**How to complete this task**
In the records below, find each line holding the word "attempt" and copy it.

**Provided information**

═══

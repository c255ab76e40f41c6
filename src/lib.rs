//! # Textcomb - Text Parser Combinator Library
//!
//! A parser combinator library for building recursive-descent text parsers
//! by composing small, reusable parsing functions instead of generating a
//! grammar. Textcomb provides composable, type-safe parsers that combine
//! into complex parsing logic from simple building blocks. The library
//! emphasizes:
//!
//! - **Zero panics on bad input**: all parsing errors are handled through
//!   `Result` types; panics are reserved for programmer errors
//! - **Precise diagnostics**: failures record the furthest position
//!   reached and render with line/column information
//! - **Composability**: small parsers combine into larger ones using
//!   combinators, step sequences and fixed-point recursion
//! - **Predictable backtracking**: ordered choice commits once a branch
//!   consumes input; backtracking is explicit and opt-in

pub mod and;
pub mod any_char;
pub mod apply;
pub mod attempt;
pub mod between;
pub mod bind;
pub mod concat;
pub mod cursor;
pub mod desc;
pub mod digit;
pub mod ends_with;
pub mod eof;
pub mod error;
pub mod excepts;
pub mod exclude;
pub mod fail;
pub mod filter;
pub mod fix;
pub mod lazy;
pub mod letter;
pub mod lexeme;
pub mod literal;
pub mod lookahead;
pub mod many;
pub mod map;
pub mod mark;
pub mod none_of;
pub mod one_of;
pub mod optional;
pub mod or;
pub mod or_backtrack;
pub mod parser;
pub mod pattern;
pub mod separated;
pub mod skip;
pub mod space;
pub mod steps;
pub mod then;
pub mod times;
pub mod value;

pub use and::{And, AndExt, and};
pub use any_char::{AnyChar, any_char};
pub use apply::{Apply, ApplyExt, apply};
pub use attempt::{Attempt, AttemptExt, attempt};
pub use between::{Between, between};
pub use bind::{Bind, BindExt, bind};
pub use concat::{Concat, ConcatExt, Concatenate, concat};
pub use cursor::TextCursor;
pub use desc::{Desc, DescExt, desc};
pub use digit::{Digit, digit};
pub use ends_with::{EndsWith, EndsWithExt, ends_with};
pub use eof::{Eof, eof};
pub use error::{Failure, ParseFailure, locate};
pub use excepts::{Excepts, ExceptsExt, excepts};
pub use exclude::{Exclude, exclude};
pub use fail::{Fail, fail};
pub use filter::{Filter, FilterExt, filter};
pub use fix::{FixRef, fix};
pub use lazy::{Lazy, lazy};
pub use letter::{Letter, letter};
pub use lexeme::{Lexeme, LexemeExt, lexeme};
pub use literal::{Literal, literal};
pub use lookahead::{Lookahead, lookahead};
pub use many::{many, many1};
pub use map::{Map, MapExt, map};
pub use mark::{Mark, MarkExt, mark};
pub use none_of::{NoneOf, none_of};
pub use one_of::{OneOf, one_of};
pub use optional::{Optional, OptionalExt, OptionalOr, optional, optional_or};
pub use or::{Or, OrExt, or};
pub use or_backtrack::{OrBacktrack, OrBacktrackExt, or_backtrack};
pub use parser::{Parsed, Parser};
pub use pattern::{Pattern, pattern};
pub use separated::{
    Separated, Trailing, end_by, end_by1, sep_by, sep_by1, sep_end_by, sep_end_by1, separated,
};
pub use skip::{Skip, SkipExt, skip};
pub use space::{Space, space, spaces};
pub use steps::{StepRunner, Steps, steps, steps_named};
pub use then::{Then, ThenExt, then};
pub use times::{Times, count, times};
pub use value::{WithValue, WithValueExt, with_value};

═══

**Result**
pub mod attempt;
pub use attempt::{Attempt, AttemptExt, attempt};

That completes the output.